We are leaders in providing compliant KYC/AML compliance for the art market with a set of cutting-edge technologies and a team of experienced and renowned professionals. These are our compliance and security features.

Global KYC compliance

artpass ID’s identity verification platform is globally applicable, as our approach and methodology are carefully designed according to the FATF recommendations regarding AML and CTF requirements, which serves as the international basis for local AML laws.

Risk-based approach

Our system is based on a risk-based approach and follows global and local regulatory norms (FATF, HMRC). Our expertise in compliance and our provision of a range of technologies help us and financial authorities to speak in a common language for our customers.

KYC verification

The artpass ID platform is created with tools that enable completely automatic KYC verification as well as checks based upon human review in line with the current European legislation on non-face-to-face customer identification in the banking industry.

Ongoing monitoring

We constantly monitor all the existing user profiles to manage the risks. The system will indicate if a user has been put on a Sanctions list or his document has expired. You can react immediately in case of any changes.

GDPR Compliant

At artpass ID, we have established a comprehensive ongoing GDPR compliance program while providing training to our staff and conducting meetings on how important data protection is for the entire core team.

Customer consent

We receive customer consent before processing personal data. The request for consent is placed in a separate checkbox before verification, so a user clearly understands what they are agreeing with.

Clear privacy policy

In our policy it is clearly stated how the user’s data is going to be used and for how long. It gives users transparency and information about the purposes and methods of processing.

EU data centers & DPO

All data is stored in secure Microsoft Azure Cloud servers. Overall responsibility for all data security lies on the DPO (Data Protection Officer) registered at the UK Information Commissioner’s Office as ZA633666.

Right to revoke consent

Our users have the right to withdraw consent within a reasonable timeframe.
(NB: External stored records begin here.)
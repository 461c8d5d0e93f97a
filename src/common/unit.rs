//! Unit conversion utilities.
//!
//! RTF measures margins, indents and tab stops in twips (1/20 of a point).
//! Layout happens in pixels at 72 dpi, so one point is one pixel.

use serde::{Deserialize, Serialize};

pub const TWIPS_PER_POINT: i32 = 20;
pub const DEFAULT_TAB_STOP_TWIPS: i32 = 720;

/// How twips are rounded when converted to pixels.
#[derive(Debug, Clone, Copy, PartialEq, Eq, Default, Serialize, Deserialize)]
pub enum TwipsRounding {
    /// Plain integer division by 20.
    Truncate,
    /// Fixed-point conversion carried out at 64x precision before the
    /// final division, as used by the rendering path.
    #[default]
    Scaled,
}

#[inline]
pub fn twips_to_pixels_truncate(twips: i32) -> i32 {
    twips / TWIPS_PER_POINT
}

#[inline]
pub fn twips_to_pixels_scaled(twips: i32) -> i32 {
    let scaled = i64::from(twips) * 64 * 72 + (36 + 32 * 72);
    ((scaled / 72) / i64::from(TWIPS_PER_POINT) / 64) as i32
}

#[inline]
pub fn twips_to_pixels(twips: i32, rounding: TwipsRounding) -> i32 {
    match rounding {
        TwipsRounding::Truncate => twips_to_pixels_truncate(twips),
        TwipsRounding::Scaled => twips_to_pixels_scaled(twips),
    }
}

/// Convert RTF half-points (`\fs`) to whole points.
#[inline]
pub fn half_points_to_points(half_points: i32) -> i32 {
    half_points / 2
}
To revoke an approval, all they have to do is delete their account in their profile screen or send a message to

Secure data storage

User data is stored in encrypted format on our servers, which are kept at Uptime Institute classified Tier III data centers compliant with TIA-942 and PCI DSS standards, protected by specially audited security personnel.

Encryption technologies

Data is encrypted based on the TLS 1.2 protocol. Decryption keys are stored separately from the actual data, so people with criminal intent won’t get access to your sensitive data.

Server monitoring

Our applications are constantly monitored and in the event of an issue we are notified with a screenshot of the error, and a second-by-second timeline with the fastest 30-second checks.